A compensating piston 71 is slidingly positioned within the body 50 between the two bulkheads. A spring 72 is located between the piston 71 and the second bulkhead 69, and the chamber containing the spring is vented to allow the entry of drilling fluid.

The connector sub 45 functions as an envelope for a tube 75 which houses a microprocessor 101 and power regulator 76. The microprocessor 101 preferably comprises a Motorola M68HC11, and the power regulator 76 may be supplied by Quantum Solutions, Inc., of Santa Clara, Calif. Electrical connections 77 are provided to interconnect the power regulator 76 to the battery pack 70.

Finally, a data line connector 78 is provided with the tube 75 for interconnecting the microprocessor 101 with the measurement-while-drilling (MWD) sub 84 located above the stabilizer 10 (FIG. 6).

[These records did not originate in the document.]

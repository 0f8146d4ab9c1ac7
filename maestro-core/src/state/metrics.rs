//! Metric formulas shared by the state manager

use crate::agent::ResourceUsage;

/// Memory usage that counts as fully loaded for efficiency purposes
const EFFICIENCY_MEMORY_CEILING_MB: f64 = 1024.0;

/// `((prev × (n−1)) + new) / n`
pub fn running_average(previous: f64, count: u64, new_value: f64) -> f64 {
    if count == 0 {
        return 0.0;
    }
    let n = count as f64;
    ((previous * (n - 1.0)) + new_value) / n
}

/// 0-100; half weight CPU, half weight memory against a 1 GiB ceiling
pub fn resource_efficiency(usage: &ResourceUsage) -> f64 {
    let memory_load = (usage.memory_mb / EFFICIENCY_MEMORY_CEILING_MB * 100.0).min(100.0);
    let score = 100.0 - usage.cpu_percent * 0.5 - memory_load * 0.5;
    if score.is_nan() {
        return 0.0;
    }
    score.clamp(0.0, 100.0)
}

/// 0-100; five points per message in the trailing hour
pub fn collaboration_score(messages_last_hour: usize) -> f64 {
    (messages_last_hour as f64 * 5.0).min(100.0)
}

In operation, the stabilizer 10 functions to have its blades 17 extend or retract to a number of positions on command. The power source for moving the blades 17 comprises the piston 25, which is responsive to the pressure differential existing between the inside and the outside of the tool. The pressure differential is due to the flow of drilling fluid through the bit nozzles and downhole motor, and is not generated by any restriction in the stabilizer itself. This pressure differential drives the piston 25 upwardly, driving the push rods 30 which in turn drive the blades 17. Since the blades 17 are on angled tracks 15, they expand radially as they travel axially. The follower rods 35 travel with the blades 17 and drive the flow tube 23 axially.

The axial movement of the flow tube 23 is limited by the positioning piston 55 located in the control section 40. Limiting the axial travel of the flow tube 23 limits the radial extension of the blades 17.

As mentioned previously, the end faces of the blades 17 (and corresponding push rod and follower rod faces) are angled to force the blades to maintain contact with one side of the blade pocket (in the direction of the rotationally applied load), thereby preventing drilled cuttings from packing between the blade and pocket and causing increased wear.

The blade slots 14 communicate with the body cavity 12 only at the ends of each slot, leaving a tube (see FIG. 2), integral to the body and to the side walls of each slot, to transmit flow through the pocket area.

In the control section, there are three basic components: hydraulics, electronics, and a mechanical spring. In the hydraulic section, there are basically two reservoirs, defined by the positioning piston 55, the bulkhead 65, and the compensating piston 71. The spring 72 exerts a force on the compensating piston 71 to influence hydraulic oil to travel through the bulkhead passage and extend the positioning system. The solenoid operated valve 66 in the bulkhead 65 prevents the oil from transferring unless the valve is open. When the valve 66 is triggered open, the positioning piston 55 will extend when flow of drilling mud is off, i.e. no force is being exerted on the positioning piston 55 by the flow tube 23. To retract the piston 55, the valve 66 is held open when drilling mud is flowing. The annular piston 25 in the lower power section 11 then actuates and the flow tube 22 forces the positioning piston 55 to retract.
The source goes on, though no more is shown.